Async pipeline and deployment
=============================

The optional broker-driven path in :mod:`autorag.services` runs many
audio→topics requests concurrently **alongside** the unchanged
synchronous SDK / CLI / API. The synchronous path keeps its
in-process flow and never touches the broker. Everything broker-side
sits behind the ``[broker]`` extra (``pika``, lazy-imported only in
``services/broker.py``); ``import autorag.services`` stays
base-install safe (only ``services/schemas.py`` is eager — pure
pydantic — the rest resolves via a PEP 562 ``__getattr__``).

Topology
--------

RabbitMQ work-queue-per-stage on a ``direct`` exchange + a DLX:

::

    stage.whisper -> stage.l1 -> stage.decide -> stage.l2 -> stage.summarize_l2 ->
                              \\                                                 \\
                               -> stage.summarize_l1 -----------------------------> stage.l0 -> stage.persist

``l1`` fans out to ``decide`` *and* ``summarize_l1`` so the L1-summary
pass overlaps with ``decide`` + ``l2`` instead of waiting behind
``l2`` for the combined ``summarize``. ``l0`` is the join: it fires
exactly once after BOTH ``summarize_l1`` and ``summarize_l2`` finish
(``stages._try_emit_l0`` reads the per-job ``stage_states`` row;
the single-GPU-worker drain loop makes the read race-free).

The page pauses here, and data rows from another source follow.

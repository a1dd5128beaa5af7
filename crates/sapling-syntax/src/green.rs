//! Position-free, parent-free, immutable nodes.
//!
//! Green values are reference counted and never mutated after construction,
//! so the same subtree can appear in any number of trees at once.

use std::fmt;

use text_size::TextSize;
use triomphe::Arc;

use crate::{GreenTrivia, Slot, SyntaxDiagnostic, SyntaxKind};

pub type GreenSlot = Slot<GreenNode, GreenToken>;

impl GreenSlot {
    pub fn width(&self) -> TextSize {
        match self {
            Slot::Node(node) => node.width(),
            Slot::Token(token) => token.width(),
            Slot::Absent => TextSize::new(0),
        }
    }

    pub fn kind(&self) -> Option<SyntaxKind> {
        match self {
            Slot::Node(node) => Some(node.kind()),
            Slot::Token(token) => Some(token.kind()),
            Slot::Absent => None,
        }
    }

    /// Identity comparison: two absent slots are identical, two present slots
    /// only when they share the same allocation.
    pub fn ptr_eq(&self, other: &Self) -> bool {
        match (self, other) {
            (Slot::Node(a), Slot::Node(b)) => a.ptr_eq(b),
            (Slot::Token(a), Slot::Token(b)) => a.ptr_eq(b),
            (Slot::Absent, Slot::Absent) => true,
            _ => false,
        }
    }

    pub fn contains_diagnostics(&self) -> bool {
        match self {
            Slot::Node(node) => node.contains_diagnostics(),
            Slot::Token(token) => !token.diagnostics().is_empty(),
            Slot::Absent => false,
        }
    }

    /// Address of the shared allocation, `0` when absent.
    pub(crate) fn addr(&self) -> usize {
        match self {
            Slot::Node(node) => node.addr(),
            Slot::Token(token) => token.addr(),
            Slot::Absent => 0,
        }
    }
}

impl From<GreenNode> for GreenSlot {
    fn from(node: GreenNode) -> Self {
        Slot::Node(node)
    }
}

impl From<GreenToken> for GreenSlot {
    fn from(token: GreenToken) -> Self {
        Slot::Token(token)
    }
}

#[derive(Clone, PartialEq, Eq)]
pub struct GreenNode {
    data: Arc<GreenNodeData>,
}

#[derive(PartialEq, Eq)]
struct GreenNodeData {
    kind: SyntaxKind,
    width: TextSize,
    contains_diagnostics: bool,
    diagnostics: Box<[SyntaxDiagnostic]>,
    children: Box<[GreenChild]>,
}

#[derive(PartialEq, Eq)]
struct GreenChild {
    rel_offset: TextSize,
    slot: GreenSlot,
}

impl GreenNode {
    /// Only the factory calls this; it checks the slots against the kind's
    /// layout first.
    pub(crate) fn new(
        kind: SyntaxKind,
        slots: Vec<GreenSlot>,
        diagnostics: Vec<SyntaxDiagnostic>,
    ) -> Self {
        let mut width = TextSize::new(0);
        let mut contains_diagnostics = !diagnostics.is_empty();
        let children = slots
            .into_iter()
            .map(|slot| {
                let rel_offset = width;
                width += slot.width();
                contains_diagnostics |= slot.contains_diagnostics();
                GreenChild { rel_offset, slot }
            })
            .collect();

        Self {
            data: Arc::new(GreenNodeData {
                kind,
                width,
                contains_diagnostics,
                diagnostics: diagnostics.into_boxed_slice(),
                children,
            }),
        }
    }

    pub fn kind(&self) -> SyntaxKind {
        self.data.kind
    }

    /// Total length of the source text this node spans.
    pub fn width(&self) -> TextSize {
        self.data.width
    }

    pub fn slot_count(&self) -> usize {
        self.data.children.len()
    }

    #[track_caller]
    pub fn slot(&self, index: usize) -> &GreenSlot {
        match self.data.children.get(index) {
            Some(child) => &child.slot,
            None => panic!(
                "slot {index} out of bounds for {:?} with {} slots",
                self.kind(),
                self.slot_count()
            ),
        }
    }

    /// Offset of slot `index` relative to the start of this node.
    #[track_caller]
    pub fn slot_offset(&self, index: usize) -> TextSize {
        match self.data.children.get(index) {
            Some(child) => child.rel_offset,
            None => panic!(
                "slot {index} out of bounds for {:?} with {} slots",
                self.kind(),
                self.slot_count()
            ),
        }
    }

    pub fn slots(&self) -> impl ExactSizeIterator<Item = &GreenSlot> + DoubleEndedIterator {
        self.data.children.iter().map(|child| &child.slot)
    }

    pub(crate) fn to_slots(&self) -> Vec<GreenSlot> {
        self.slots().cloned().collect()
    }

    /// Diagnostics attached to this node itself.
    pub fn diagnostics(&self) -> &[SyntaxDiagnostic] {
        &self.data.diagnostics
    }

    /// Whether this node or anything below it carries diagnostics.
    pub fn contains_diagnostics(&self) -> bool {
        self.data.contains_diagnostics
    }

    pub fn ptr_eq(&self, other: &Self) -> bool {
        Arc::ptr_eq(&self.data, &other.data)
    }

    pub(crate) fn addr(&self) -> usize {
        Arc::as_ptr(&self.data).addr()
    }

    fn write_text(&self, f: &mut impl fmt::Write) -> fmt::Result {
        for slot in self.slots() {
            match slot {
                Slot::Node(node) => node.write_text(f)?,
                Slot::Token(token) => f.write_str(token.text())?,
                Slot::Absent => {}
            }
        }
        Ok(())
    }
}

impl fmt::Debug for GreenNode {
    fn fmt(&self, f: &mut fmt::Formatter<'_>) -> fmt::Result {
        f.debug_struct("GreenNode")
            .field("kind", &self.kind())
            .field("width", &self.width())
            .field("slots", &self.slots().collect::<Vec<_>>())
            .finish()
    }
}

impl fmt::Display for GreenNode {
    fn fmt(&self, f: &mut fmt::Formatter<'_>) -> fmt::Result {
        self.write_text(f)
    }
}

#[derive(Clone, PartialEq, Eq, Hash)]
pub struct GreenToken {
    data: Arc<GreenTokenData>,
}

#[derive(PartialEq, Eq, Hash)]
struct GreenTokenData {
    kind: SyntaxKind,
    /// Leading trivia, token text and trailing trivia.
    text: Box<str>,
    leading: GreenTrivia,
    trailing: GreenTrivia,
    diagnostics: Box<[SyntaxDiagnostic]>,
    missing: bool,
}

impl GreenToken {
    pub(crate) fn new(
        kind: SyntaxKind,
        text: Box<str>,
        leading: GreenTrivia,
        trailing: GreenTrivia,
        diagnostics: Vec<SyntaxDiagnostic>,
        missing: bool,
    ) -> Self {
        Self {
            data: Arc::new(GreenTokenData {
                kind,
                text,
                leading,
                trailing,
                diagnostics: diagnostics.into_boxed_slice(),
                missing,
            }),
        }
    }

    pub fn kind(&self) -> SyntaxKind {
        self.data.kind
    }

    /// The full text, trivia included.
    pub fn text(&self) -> &str {
        &self.data.text
    }

    pub fn text_trimmed(&self) -> &str {
        let start: usize = self.leading().len().into();
        let end: usize = (self.width() - self.trailing().len()).into();

        &self.data.text[start..end]
    }

    pub fn width(&self) -> TextSize {
        TextSize::new(self.data.text.len() as u32)
    }

    pub fn leading(&self) -> &GreenTrivia {
        &self.data.leading
    }

    pub fn trailing(&self) -> &GreenTrivia {
        &self.data.trailing
    }

    pub fn diagnostics(&self) -> &[SyntaxDiagnostic] {
        &self.data.diagnostics
    }

    /// Whether the parser synthesised this token because the source lacked it.
    pub fn is_missing(&self) -> bool {
        self.data.missing
    }

    pub fn ptr_eq(&self, other: &Self) -> bool {
        Arc::ptr_eq(&self.data, &other.data)
    }

    pub(crate) fn addr(&self) -> usize {
        Arc::as_ptr(&self.data).addr()
    }
}

impl fmt::Debug for GreenToken {
    fn fmt(&self, f: &mut fmt::Formatter<'_>) -> fmt::Result {
        f.debug_struct("GreenToken")
            .field("kind", &self.kind())
            .field("text", &self.text())
            .field("missing", &self.is_missing())
            .finish()
    }
}

impl fmt::Display for GreenToken {
    fn fmt(&self, f: &mut fmt::Formatter<'_>) -> fmt::Result {
        f.write_str(self.text())
    }
}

Retry is **bounded and handler-driven**: a failing stage republishes
the envelope with ``attempt+1`` up to ``broker.MAX_ATTEMPTS``, then
dead-letters and the job is marked failed.

The AMQP envelope (``StageMessage``) is fixed-size — the ``WordSpan``
transcript travels by ``session_id`` reference in SQLite
(``services/blobs.py``, reusing ``Database.store_transcription`` /
``persistence.load_transcription``); the evolving tree lives in the
``jobs`` row's ``partial_tree``.

Workers
-------

* A single **GPU-worker** (``autorag-gpu-worker``) owns whisper and
  every LLM stage; a separate **IO-worker** (``autorag-io-worker``)
  owns ``persist``. The GPU-worker drains stages in reverse pipeline
  order so jobs flow to completion before new whisper work starts —
  fewer tenancy flips.

* ``GpuArbiter`` (``services/model_manager.py``) is the in-process
  residency state machine (``none`` / ``whisper`` / ``llm``) plus a
  VRAM-budget gate. ``preload()`` warms CPU standbys (wav2vec2 +
  pyannote via the existing ``_offload_*`` idioms; whisperX CT2 int8
  — CT2 is not movable, so it is destroy+rebuilt, never ``.to()``)
  and additionally builds the **CUDA fp16 CT2 instance** up front
  when the VRAM probe shows headroom. Paired with the residency
  contract (``transcribe_segment`` no longer destroys it inline, and
  ``_default_offload_whisper`` no longer drops the cache on the
  ``whisper -> llm`` flip), ``autorag.whisper.load_model`` fires at
  most **once per worker lifetime**. ``acquire()`` smart-unloads the
  prior tenant first (evict LLM via the ``keep_alive=0`` call from
  ``agent.build_stage_handlers()["evict"]``; offload the torch parts
  of the whisper stack — wav2vec2 align + pyannote — to CPU, while
  keeping CT2 resident on CUDA).

* The batched worker keeps the LLM warm across jobs (no per-L0 evict
  — that would thrash); the in-process ``services/runner.py`` evicts
  per-L0 via ``on_l0_complete`` and is the reference sequence + the
  no-broker test vehicle.

* ``build_stage_handlers()`` (``agent.py``) exposes the five stage
  closures + ``evict``, sharing ``_build_stage_closures`` with
  ``build_topic_runnable`` so the distributed and in-process paths
  construct identical warm Ollama chains.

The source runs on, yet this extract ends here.